- _Dataset items_:

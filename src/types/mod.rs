//! Type definitions for the Drive service layer.

use bytes::Bytes;
use chrono::{DateTime, Utc};
use mime::Mime;
use serde::{Deserialize, Serialize};

/// MIME type of a Drive folder.
pub const FOLDER_MIME_TYPE: &str = "application/vnd.google-apps.folder";

/// Drive file metadata.
///
/// Responses carry only the requested field projection, so every field
/// except the id tolerates being absent.
#[derive(Debug, Clone, Serialize, Deserialize)]
#[serde(rename_all = "camelCase")]
pub struct DriveFile {
    /// File ID.
    pub id: String,

    /// File name.
    #[serde(default, skip_serializing_if = "Option::is_none")]
    pub name: Option<String>,

    /// MIME type.
    #[serde(default, skip_serializing_if = "Option::is_none")]
    pub mime_type: Option<String>,

    /// File description.
    #[serde(default, skip_serializing_if = "Option::is_none")]
    pub description: Option<String>,

    /// Parent folder IDs.
    #[serde(default, skip_serializing_if = "Vec::is_empty")]
    pub parents: Vec<String>,

    /// Permissions granted on the file.
    #[serde(default, skip_serializing_if = "Vec::is_empty")]
    pub permissions: Vec<Permission>,

    /// Link to download the content.
    #[serde(default, skip_serializing_if = "Option::is_none")]
    pub web_content_link: Option<String>,

    /// Link to view the file in Drive.
    #[serde(default, skip_serializing_if = "Option::is_none")]
    pub web_view_link: Option<String>,

    /// Content size in bytes, as reported by the backend.
    #[serde(default, skip_serializing_if = "Option::is_none")]
    pub size: Option<String>,

    /// Creation time.
    #[serde(default, skip_serializing_if = "Option::is_none")]
    pub created_time: Option<DateTime<Utc>>,

    /// Last modification time.
    #[serde(default, skip_serializing_if = "Option::is_none")]
    pub modified_time: Option<DateTime<Utc>>,

    /// Whether the file is in the trash.
    #[serde(default)]
    pub trashed: bool,
}

impl DriveFile {
    /// Returns true if the file is a folder.
    pub fn is_folder(&self) -> bool {
        self.mime_type.as_deref() == Some(FOLDER_MIME_TYPE)
    }
}

/// One page of a file listing.
#[derive(Debug, Clone, Deserialize)]
#[serde(rename_all = "camelCase")]
pub struct FileList {
    /// Token for the next page, if any.
    #[serde(default)]
    pub next_page_token: Option<String>,

    /// Whether the search was cut short by the backend.
    #[serde(default)]
    pub incomplete_search: bool,

    /// Matching files.
    #[serde(default)]
    pub files: Vec<DriveFile>,
}

/// A permission granted on a file.
#[derive(Debug, Clone, Serialize, Deserialize)]
#[serde(rename_all = "camelCase")]
pub struct Permission {
    /// Permission ID.
    pub id: String,

    /// Kind of principal the permission applies to.
    #[serde(rename = "type")]
    pub principal_type: PrincipalType,

    /// Granted role.
    pub role: PermissionRole,

    /// Email address of the principal, if applicable.
    #[serde(default, skip_serializing_if = "Option::is_none")]
    pub email_address: Option<String>,

    /// Display name of the principal.
    #[serde(default, skip_serializing_if = "Option::is_none")]
    pub display_name: Option<String>,

    /// Whether the principal account has been deleted.
    #[serde(default)]
    pub deleted: bool,
}

impl Permission {
    /// Returns true if this is an owner permission.
    pub fn is_owner(&self) -> bool {
        self.role == PermissionRole::Owner
    }
}

/// Kind of principal a permission applies to.
#[derive(Debug, Clone, Copy, PartialEq, Eq, Serialize, Deserialize)]
#[serde(rename_all = "lowercase")]
pub enum PrincipalType {
    /// Individual user.
    User,
    /// Google group.
    Group,
    /// Entire domain.
    Domain,
    /// Anyone with the link.
    Anyone,
}

/// Role granted by a permission.
///
/// The full Drive role set is accepted when reading; this crate only ever
/// writes the reader and writer roles.
#[derive(Debug, Clone, Copy, PartialEq, Eq, Serialize, Deserialize)]
#[serde(rename_all = "camelCase")]
pub enum PermissionRole {
    /// Full ownership.
    Owner,
    /// Shared-drive organizer.
    Organizer,
    /// Shared-drive file organizer.
    FileOrganizer,
    /// Read and write access.
    Writer,
    /// Read and comment access.
    Commenter,
    /// Read-only access.
    Reader,
}

/// One page of a permission listing.
#[derive(Debug, Clone, Deserialize)]
#[serde(rename_all = "camelCase")]
pub struct PermissionList {
    /// Token for the next page, if any.
    #[serde(default)]
    pub next_page_token: Option<String>,

    /// Permissions on the file.
    #[serde(default)]
    pub permissions: Vec<Permission>,
}

/// Request body for creating a file.
#[derive(Debug, Clone, Default, Serialize)]
#[serde(rename_all = "camelCase")]
pub struct CreateFileRequest {
    /// File name.
    #[serde(skip_serializing_if = "Option::is_none")]
    pub name: Option<String>,

    /// MIME type.
    #[serde(skip_serializing_if = "Option::is_none")]
    pub mime_type: Option<String>,

    /// File description.
    #[serde(skip_serializing_if = "Option::is_none")]
    pub description: Option<String>,

    /// Parent folder IDs.
    #[serde(skip_serializing_if = "Option::is_none")]
    pub parents: Option<Vec<String>>,
}

/// Request body for creating a permission.
#[derive(Debug, Clone, Serialize)]
#[serde(rename_all = "camelCase")]
pub struct CreatePermissionRequest {
    /// Role to grant.
    pub role: PermissionRole,

    /// Kind of principal to grant it to.
    #[serde(rename = "type")]
    pub principal_type: PrincipalType,

    /// Email address of the principal, required for users and groups.
    #[serde(skip_serializing_if = "Option::is_none")]
    pub email_address: Option<String>,
}

/// Upload input handed over by the embedding application.
#[derive(Debug, Clone)]
pub struct FileUpload {
    /// Name the file should get in Drive.
    pub name: String,

    /// Content type of the media.
    pub content_type: Mime,

    /// File content.
    pub content: Bytes,
}

impl FileUpload {
    /// Creates a new upload input.
    pub fn new(name: impl Into<String>, content_type: Mime, content: impl Into<Bytes>) -> Self {
        Self {
            name: name.into(),
            content_type,
            content: content.into(),
        }
    }
}

/// Kind of Google Workspace document to insert.
#[derive(Debug, Clone, Copy, PartialEq, Eq)]
pub enum DocumentKind {
    /// Google Docs document.
    Document,
    /// Google Sheets spreadsheet.
    Spreadsheet,
    /// Google Slides presentation.
    Presentation,
}

impl DocumentKind {
    /// Returns the Drive MIME type for this document kind.
    pub fn mime_type(&self) -> &'static str {
        match self {
            DocumentKind::Document => "application/vnd.google-apps.document",
            DocumentKind::Spreadsheet => "application/vnd.google-apps.spreadsheet",
            DocumentKind::Presentation => "application/vnd.google-apps.presentation",
        }
    }
}

#[cfg(test)]
mod tests {
    use super::*;
    use serde_json::json;

    #[test]
    fn test_file_deserializes_from_projection() {
        let body = json!({
            "id": "abc123",
            "name": "report.pdf",
            "webViewLink": "https://drive.google.com/file/d/abc123/view"
        });
        let file: DriveFile = serde_json::from_value(body).unwrap();
        assert_eq!(file.id, "abc123");
        assert_eq!(file.name.as_deref(), Some("report.pdf"));
        assert!(file.mime_type.is_none());
        assert!(file.parents.is_empty());
        assert!(file.permissions.is_empty());
        assert!(!file.trashed);
    }

    #[test]
    fn test_is_folder() {
        let folder: DriveFile = serde_json::from_value(json!({
            "id": "f1",
            "mimeType": FOLDER_MIME_TYPE
        }))
        .unwrap();
        assert!(folder.is_folder());

        let file: DriveFile = serde_json::from_value(json!({
            "id": "f2",
            "mimeType": "text/plain"
        }))
        .unwrap();
        assert!(!file.is_folder());
    }

    #[test]
    fn test_permission_serde_shape() {
        let body = json!({
            "id": "perm1",
            "type": "user",
            "role": "fileOrganizer",
            "emailAddress": "user@example.com"
        });
        let permission: Permission = serde_json::from_value(body).unwrap();
        assert_eq!(permission.principal_type, PrincipalType::User);
        assert_eq!(permission.role, PermissionRole::FileOrganizer);
        assert!(!permission.is_owner());

        let owner: Permission = serde_json::from_value(json!({
            "id": "perm2",
            "type": "user",
            "role": "owner"
        }))
        .unwrap();
        assert!(owner.is_owner());
    }

    #[test]
    fn test_create_file_request_skips_absent_fields() {
        let request = CreateFileRequest {
            name: Some("notes.txt".to_string()),
            ..Default::default()
        };
        let body = serde_json::to_value(&request).unwrap();
        assert_eq!(body, json!({"name": "notes.txt"}));
    }

    #[test]
    fn test_create_permission_request_uses_wire_names() {
        let request = CreatePermissionRequest {
            role: PermissionRole::Reader,
            principal_type: PrincipalType::User,
            email_address: Some("user@gmail.com".to_string()),
        };
        let body = serde_json::to_value(&request).unwrap();
        assert_eq!(
            body,
            json!({"role": "reader", "type": "user", "emailAddress": "user@gmail.com"})
        );
    }

    #[test]
    fn test_document_kind_mime_types() {
        assert_eq!(
            DocumentKind::Spreadsheet.mime_type(),
            "application/vnd.google-apps.spreadsheet"
        );
        assert_eq!(
            DocumentKind::Document.mime_type(),
            "application/vnd.google-apps.document"
        );
        assert_eq!(
            DocumentKind::Presentation.mime_type(),
            "application/vnd.google-apps.presentation"
        );
    }

    #[test]
    fn test_file_list_defaults() {
        let list: FileList = serde_json::from_value(json!({})).unwrap();
        assert!(list.files.is_empty());
        assert!(list.next_page_token.is_none());
        assert!(!list.incomplete_search);
    }
}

- _What you should do_:
Please copy each line of the records above that holds the word "Debug".

- _Response to the task_:
#[derive(Debug, Clone, Serialize, Deserialize)]
#[derive(Debug, Clone, Deserialize)]
#[derive(Debug, Clone, Serialize, Deserialize)]
#[derive(Debug, Clone, Copy, PartialEq, Eq, Serialize, Deserialize)]
#[derive(Debug, Clone, Copy, PartialEq, Eq, Serialize, Deserialize)]
#[derive(Debug, Clone, Deserialize)]
#[derive(Debug, Clone, Default, Serialize)]
#[derive(Debug, Clone, Serialize)]
#[derive(Debug, Clone)]
#[derive(Debug, Clone, Copy, PartialEq, Eq)]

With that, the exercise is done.